Azerbaijan’s lack of transparency prevents access to detailed allocations of non-renewable energy revenues. However, it is possible to see that the growth of military expenditures over the past 20 years often coincided with increased budget revenues from the State Oil Fund of the Republic of Azerbaijan (SOFAZ).

Armenian activists cannot attend

Explicitly, people who visited Nagorno-Karabakh after 1991 “without an official permission” from Baku are barred from entering Azerbaijan. But the country’s vaguely formulated Migration Code — which cites eight reasons why a person can be denied initial entry, including “when the stay of a person … is considered undesirable” — effectively means that any person with Armenian heritage cannot enter the country, regardless of citizenship.

“If you have an Armenian name, you can’t get into the country,” Der Avedissian told CivilNet. “So most people, I think, aren’t even going to try.”

Armenia can send an official delegation to participate in COP29. According to Hikmet Hajiyev, a foreign policy adviser to Azerbaijan’s president, Baku has officially invited Armenia to the climate summit. Yerevan has not publicly commented on whether it will participate. But even if the government sends a delegation, Armenians won’t be able to voice their concerns freely, activists say.

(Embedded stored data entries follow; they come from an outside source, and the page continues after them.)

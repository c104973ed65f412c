// Copyright (c) 2025 Hemashushu <hippospark@gmail.com>, All rights reserved.
//
// This Source Code Form is subject to the terms of
// the Mozilla Public License version 2.0 and additional exceptions.
// For more details, see the LICENSE, LICENSE.additional, and CONTRIBUTING files.

// The Go `regexp` dialect.
//
// group headers:
//
// - (?:       non-capturing group
// - (?=       positive lookahead
// - (?P<name> named capturing group
//
// quantifiers have no lazy or possessive suffix, an escape sequence is
// always a backslash and one char.

use crate::{
    explain::{
        escaped_char, explain_charset, explain_common_escape, explain_escaped_literal,
        explain_group_header, explain_literal, explain_metachar, explain_named_group,
        explain_quantifier, explain_repetition, QuantifierStyle,
    },
    lexer::Lexer,
    token::Token,
};

const GROUP_HEADERS: [&str; 2] = ["(?:", "(?="];
const NAMED_GROUP_PREFIXES: [&str; 1] = ["(?P<"];

pub fn tokenize(pattern: &str) -> Vec<Token<'_>> {
    let mut lexer = Lexer::new(pattern);

    while let Some(current) = lexer.peek_byte(0) {
        match current {
            b'[' => lexer.lex_charset(),
            b'\\' if lexer.peek_byte(1).is_some() => lexer.lex_escaping(),
            b'{' => lexer.lex_repetition(),
            b'*' | b'+' | b'?' => lexer.lex_quantifier(None),
            b'(' => lex_group_header(&mut lexer),
            b')' | b'|' | b'^' | b'$' | b'.' => lexer.push_span(1),
            _ => lexer.push_literal_char(),
        }
    }

    lexer.finish()
}

fn lex_group_header(lexer: &mut Lexer) {
    if GROUP_HEADERS.iter().any(|header| lexer.starts_with(header)) {
        lexer.push_span(3);
    } else if lexer.starts_with("(?P<") {
        lexer.lex_named_group(4);
    } else {
        lexer.push_span(1);
    }
}

pub fn explain(token: &str) -> String {
    if let Some(description) = explain_metachar(token) {
        return description.to_owned();
    }

    if token == "." {
        return "Matches any single character except newline".to_owned();
    }

    if let Some(description) = explain_quantifier(token, QuantifierStyle::Plain) {
        return description;
    }

    if let Some(description) = explain_group_header(token, &GROUP_HEADERS) {
        return description.to_owned();
    }

    if let Some(description) = explain_named_group(token, &NAMED_GROUP_PREFIXES) {
        return description;
    }

    if let Some(description) = explain_charset(token) {
        return description;
    }

    if token.starts_with('\\') {
        return explain_escaping(token);
    }

    if let Some(description) = explain_repetition(token) {
        return description;
    }

    explain_literal(token)
}

fn explain_escaping(token: &str) -> String {
    let Some(escaped) = escaped_char(token) else {
        return "Invalid escape sequence".to_owned();
    };

    let description = match escaped {
        'A' => "Matches the start of the string",
        'z' => "Matches the end of the string",
        _ => match explain_common_escape(escaped) {
            Some(description) => description,
            None => return explain_escaped_literal(escaped),
        },
    };

    description.to_owned()
}

#[cfg(test)]
mod tests {
    use pretty_assertions::assert_eq;

    use super::{explain, tokenize};

    fn tokenize_to_texts(pattern: &str) -> Vec<&str> {
        tokenize(pattern).iter().map(|token| token.text).collect()
    }

    #[test]
    fn test_tokenize() {
        assert_eq!(tokenize_to_texts("abc"), vec!["abc"]);
        assert_eq!(tokenize_to_texts("[a-z]"), vec!["[a-z]"]);
        assert_eq!(tokenize_to_texts("^abc+$"), vec!["^", "abc", "+", "$"]);
        assert_eq!(
            tokenize_to_texts("(foo|bar)"),
            vec!["(", "foo", "|", "bar", ")"]
        );
        assert_eq!(tokenize_to_texts(r"\d\w\s"), vec![r"\d", r"\w", r"\s"]);
        assert_eq!(
            tokenize_to_texts("(?P<name>abc)"),
            vec!["(?P<name>", "abc", ")"]
        );
        assert_eq!(tokenize_to_texts("(?:abc)"), vec!["(?:", "abc", ")"]);
        assert_eq!(
            tokenize_to_texts("foo(?=bar)"),
            vec!["foo", "(?=", "bar", ")"]
        );
        assert_eq!(tokenize_to_texts("a{2,3}"), vec!["a", "{2,3}"]);
        assert_eq!(tokenize_to_texts(""), Vec::<&str>::new());
    }

    #[test]
    fn test_tokenize_url() {
        assert_eq!(
            tokenize_to_texts(r"^(https?://)?[a-zA-Z0-9.-]+\.[a-zA-Z]{2,}(/.*)?$"),
            vec![
                "^",
                "(",
                "https",
                "?",
                "://",
                ")",
                "?",
                "[a-zA-Z0-9.-]",
                "+",
                r"\.",
                "[a-zA-Z]",
                "{2,}",
                "(",
                "/",
                ".",
                "*",
                ")",
                "?",
                "$",
            ]
        );
    }

    #[test]
    fn test_tokenize_unsupported_headers() {
        // `(?<name>` is not a Go syntax
        assert_eq!(
            tokenize_to_texts("(?<name>abc)"),
            vec!["(", "?", "<name>abc", ")"]
        );

        // no lazy suffix
        assert_eq!(tokenize_to_texts("a+?"), vec!["a", "+", "?"]);

        // named group without the closing `>`
        assert_eq!(tokenize_to_texts("(?P<name"), vec!["(", "?", "P<name"]);
    }

    #[test]
    fn test_tokenize_malformed() {
        assert_eq!(tokenize_to_texts("ab[cd"), vec!["ab", "[cd"]);
        assert_eq!(tokenize_to_texts("a{2"), vec!["a", "{2"]);
        assert_eq!(tokenize_to_texts(r"ab\"), vec![r"ab\"]);
        assert_eq!(tokenize_to_texts("[]abc]"), vec!["[]abc]"]);
        assert_eq!(tokenize_to_texts(r"\文字"), vec![r"\文", "字"]);
    }

    #[test]
    fn test_tokenize_ranges() {
        let pattern = "a文(?:b)";
        let tokens = tokenize(pattern);

        for token in &tokens {
            assert_eq!(&pattern[token.range.as_range()], token.text);
            assert!(!token.marker);
        }
        assert_eq!(tokens[1].range.index, 4);
    }

    #[test]
    fn test_explain() {
        assert_eq!(explain("^"), "Matches the start of a line");
        assert_eq!(explain("$"), "Matches the end of a line");
        assert_eq!(explain("."), "Matches any single character except newline");
        assert_eq!(explain("*"), "Matches 0 or more of the preceding element");
        assert_eq!(explain("+"), "Matches 1 or more of the preceding element");
        assert_eq!(explain("?"), "Matches 0 or 1 of the preceding element");
        assert_eq!(
            explain("|"),
            "Acts as an OR operator - matches the expression before or after the |"
        );
        assert_eq!(explain("("), "Start of a capturing group");
        assert_eq!(explain(")"), "End of a capturing group");
        assert_eq!(
            explain("(?:"),
            "Start of a non-capturing group - groups the expression but doesn't create a capture group"
        );
        assert_eq!(
            explain("(?="),
            "Start of a positive lookahead - matches if the pattern inside matches, but doesn't consume characters"
        );
        assert_eq!(
            explain("(?P<name>"),
            "Start of a named capturing group called 'name'"
        );
        assert_eq!(explain("[a-z]"), "Matches any character in the set: a-z");
        assert_eq!(explain("[^0-9]"), "Matches any character NOT in the set: 0-9");
        assert_eq!(
            explain("{2,3}"),
            "Matches between 2 and 3 occurrences of the preceding element"
        );
        assert_eq!(explain("a"), "Matches the character 'a' literally");
        assert_eq!(explain("abc"), "Matches the string 'abc' literally");
    }

    #[test]
    fn test_explain_escaping() {
        assert_eq!(explain(r"\d"), "Matches any digit (0-9)");
        assert_eq!(
            explain(r"\w"),
            "Matches any word character (alphanumeric plus underscore)"
        );
        assert_eq!(
            explain(r"\s"),
            "Matches any whitespace character (space, tab, newline, etc.)"
        );
        assert_eq!(explain(r"\A"), "Matches the start of the string");
        assert_eq!(explain(r"\z"), "Matches the end of the string");
        assert_eq!(explain(r"\0"), "Matches a null character");
        assert_eq!(explain(r"\."), "Matches the character '.' literally");
        assert_eq!(explain(r"\文"), "Matches the character '文' literally");

        // no back references in Go
        assert_eq!(explain(r"\1"), "Matches the character '1' literally");

        // a trailing backslash
        assert_eq!(explain(r"\"), "Invalid escape sequence");
    }
}
// Copyright (c) 2025 Hemashushu <hippospark@gmail.com>, All rights reserved.
//
// This Source Code Form is subject to the terms of
// the Mozilla Public License version 2.0 and additional exceptions.
// For more details, see the LICENSE, LICENSE.additional, and CONTRIBUTING files.

// Descriptions shared by the dialect explainers.
//
// Every `explain_*` function recognizes one shape of token and returns
// `None` for any other shape, so a dialect explainer is a chain of these
// functions tried in priority order, ending with `explain_literal`.

/// How the simple quantifiers `*`, `+` and `?` of a dialect are described.
#[derive(Debug, PartialEq, Clone, Copy)]
pub enum QuantifierStyle {
    // `*` `+` `?` only
    Plain,

    // `*+` `++` `?+` are possessive
    Possessive,

    // `*?` `+?` `??` are lazy, the single char forms are greedy
    Lazy,
}

/// The fixed group headers and their descriptions, a dialect passes
/// the headers it recognizes to `explain_group_header`.
const GROUP_HEADERS: [(&str, &str); 6] = [
    (
        "(?:",
        "Start of a non-capturing group - groups the expression but doesn't create a capture group",
    ),
    (
        "(?=",
        "Start of a positive lookahead - matches if the pattern inside matches, but doesn't consume characters",
    ),
    (
        "(?!",
        "Start of a negative lookahead - matches if the pattern inside doesn't match, but doesn't consume characters",
    ),
    (
        "(?<=",
        "Start of a positive lookbehind - matches if the pattern inside matches immediately before current position",
    ),
    (
        "(?<!",
        "Start of a negative lookbehind - matches if the pattern inside doesn't match immediately before current position",
    ),
    (
        "(?>",
        "Start of an atomic group - once the group matches, the regex engine doesn't backtrack into it",
    ),
];

/// Anchors, alternation and the plain parentheses.
pub fn explain_metachar(token: &str) -> Option<&'static str> {
    let description = match token {
        "^" => "Matches the start of a line",
        "$" => "Matches the end of a line",
        "|" => "Acts as an OR operator - matches the expression before or after the |",
        "(" => "Start of a capturing group",
        ")" => "End of a capturing group",
        _ => return None,
    };

    Some(description)
}

pub fn explain_quantifier(token: &str, style: QuantifierStyle) -> Option<String> {
    let bytes = token.as_bytes();
    let amount = match bytes.first()? {
        b'*' => "0 or more",
        b'+' => "1 or more",
        b'?' => "0 or 1",
        _ => return None,
    };

    let description = match (bytes.len(), style) {
        (1, QuantifierStyle::Lazy) => {
            format!("Matches {} of the preceding element (greedy)", amount)
        }
        (1, _) => format!("Matches {} of the preceding element", amount),
        (2, QuantifierStyle::Lazy) if bytes[1] == b'?' => {
            format!("Matches {} of the preceding element (non-greedy)", amount)
        }
        (2, QuantifierStyle::Possessive) if bytes[1] == b'+' => format!(
            "Possessive match of {} of the preceding element (never gives up the match)",
            amount
        ),
        _ => return None,
    };

    Some(description)
}

pub fn explain_group_header(token: &str, headers: &[&str]) -> Option<&'static str> {
    if !headers.contains(&token) {
        return None;
    }

    GROUP_HEADERS
        .iter()
        .find(|(header, _)| *header == token)
        .map(|(_, description)| *description)
}

/// Named group headers, e.g. `(?<name>` and `(?P<name>`. The name is the
/// text between the prefix and the trailing `>`.
pub fn explain_named_group(token: &str, prefixes: &[&str]) -> Option<String> {
    let name = prefixes.iter().find_map(|prefix| {
        token
            .strip_prefix(prefix)
            .and_then(|rest| rest.strip_suffix('>'))
    })?;

    Some(format!("Start of a named capturing group called '{}'", name))
}

/// Bracket expressions, e.g. `[a-z]` and `[^0-9]`.
pub fn explain_charset(token: &str) -> Option<String> {
    let content = charset_content(token)?;

    let description = match content.strip_prefix('^') {
        Some(negated) => {
            format!("Matches any character NOT in the set: {}", negated)
        }
        _ => format!("Matches any character in the set: {}", content),
    };

    Some(description)
}

/// The text between the outer brackets of a bracket expression.
pub fn charset_content(token: &str) -> Option<&str> {
    if token.len() < 2 {
        return None;
    }

    token.strip_prefix('[')?.strip_suffix(']')
}

/// Brace quantifiers, e.g. `{3}`, `{2,}`, `{2,3}` and `{,3}`.
///
/// A brace expression which bounds are not decimal numbers is not a
/// quantifier in any dialect, it is described as literal text.
pub fn explain_repetition(token: &str) -> Option<String> {
    let content = token.strip_prefix('{')?.strip_suffix('}')?;

    let is_number = |s: &str| !s.is_empty() && s.bytes().all(|b| b.is_ascii_digit());

    let description = match content.split_once(',') {
        Some((from, "")) if is_number(from) => format!(
            "Matches at least {} occurrences of the preceding element",
            from
        ),
        Some(("", to)) if is_number(to) => format!(
            "Matches at most {} occurrences of the preceding element",
            to
        ),
        Some((from, to)) if is_number(from) && is_number(to) => format!(
            "Matches between {} and {} occurrences of the preceding element",
            from, to
        ),
        None if is_number(content) => format!(
            "Matches exactly {} occurrences of the preceding element",
            content
        ),
        _ => explain_literal(token),
    };

    Some(description)
}

pub fn explain_literal(token: &str) -> String {
    let mut chars = token.chars();
    match (chars.next(), chars.next()) {
        (Some(c), None) => format!("Matches the character '{}' literally", c),
        _ => format!("Matches the string '{}' literally", token),
    }
}

/// Describe each flag letter with `describe_flag`, e.g.
/// "Flags: g: Global search ..., i: Case-insensitive search".
pub fn explain_flags(flags: &str, describe_flag: fn(char) -> Option<&'static str>) -> String {
    if flags.is_empty() {
        return "No flags specified".to_owned();
    }

    let descriptions: Vec<String> = flags
        .chars()
        .map(|flag| match describe_flag(flag) {
            Some(description) => format!("{}: {}", flag, description),
            None => format!("{}: Unknown flag", flag),
        })
        .collect();

    format!("Flags: {}", descriptions.join(", "))
}

/// The char following the backslash of an escape token.
pub fn escaped_char(token: &str) -> Option<char> {
    token.strip_prefix('\\')?.chars().next()
}

/// The name of a delimited escape such as `\k<name>`, `\p{L}` and `\N{name}`,
/// i.e. the text between `opener` (right after the escaped char) and the
/// first `closer`.
pub fn escape_argument(token: &str, opener: u8, closer: u8) -> Option<&str> {
    if token.as_bytes().get(2) != Some(&opener) {
        return None;
    }

    let rest = &token[3..];
    rest.find(closer as char).map(|end| &rest[..end])
}

/// The `count` hex digits following the escaped char, e.g. `41` of `\x41`.
pub fn escape_hex_digits(token: &str, count: usize) -> Option<&str> {
    let digits = token.get(2..2 + count)?;
    digits
        .bytes()
        .all(|b| b.is_ascii_hexdigit())
        .then_some(digits)
}

/// Escapes that share one description across the Go, PCRE and JavaScript
/// dialects.
pub fn explain_common_escape(escaped: char) -> Option<&'static str> {
    let description = match escaped {
        'd' => "Matches any digit (0-9)",
        'D' => "Matches any non-digit character",
        'w' => "Matches any word character (alphanumeric plus underscore)",
        'W' => "Matches any non-word character",
        's' => "Matches any whitespace character (space, tab, newline, etc.)",
        'S' => "Matches any non-whitespace character",
        'b' => "Matches a word boundary",
        'B' => "Matches a non-word boundary",
        'n' => "Matches a newline character",
        't' => "Matches a tab character",
        'r' => "Matches a carriage return character",
        'f' => "Matches a form feed character",
        'v' => "Matches a vertical tab character",
        '0' => "Matches a null character",
        _ => return None,
    };

    Some(description)
}

pub fn explain_backreference(escaped: char) -> Option<String> {
    matches!(escaped, '1'..='9')
        .then(|| format!("Backreference to capturing group {}", escaped))
}

pub fn explain_escaped_literal(escaped: char) -> String {
    format!("Matches the character '{}' literally", escaped)
}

“The Armenian government cannot really raise issues like the genocide in Nagorno-Karabakh because they’re afraid that Azerbaijan will start a war against Armenia,” Makichyan said, adding he will attempt to attend COP despite the entry ban. “It’s really important for Armenian civil society at least to try and raise these questions during the conference.”

COP in Baku is not risk-free for non-Armenians

Entering Azerbaijan might prove challenging to some non-Armenian participants, too: this June, Baku denied entry to at least three journalists from the UK and France.

While there is no publicly available evidence of COP29 attendees being surveilled, Azerbaijan has previously used Pegasus – spyware that can access messages, emails, calls, passwords, and visited locations – to track human rights activists and journalists, including one undisclosed UN representative.

In addition, the country has a history of detaining foreigners who back Armenia. French national Martin Ryan was arrested in Baku in December 2023 amid expanding military cooperation between Paris and Yerevan.

Baku’s retaliation extends beyond its borders. Council of Europe’s Committee on Legal Affairs and Human Rights cites three separate attempts on the life of exiled opposition activist Mahammad Mirzali. All three incidents happened in France in what the Committee says might be a case of “transnational repression.”

Activists push for location change

US-based grassroots activist Armenian Organised Resistance Coalition (ARMOR) recently launched a campaign demanding the summit organizers change location. Using public records, the group is reaching out to all COP29 attendees, raising awareness of Azerbaijan’s human rights violations, greenwashing of ethnic cleansing of Armenians, and reliance on fossil fuel investments. The campaign encourages the summit’s participants to sign their names on a letter demanding the UNFCCC — the UN body organizing the summit — change the venue. Over 6,000 non-attendees sent letters asking for an alternate COP location, too.

The location of COP has been altered before. In 2019, the summit’s venue was changed from Santiago, Chile, to Madrid, Spain, just weeks before the event was set to begin – due to the initial host country’s civil unrest.

The CivilNet request to the UNFCCC for comment on whether it will consider the letters has not been answered.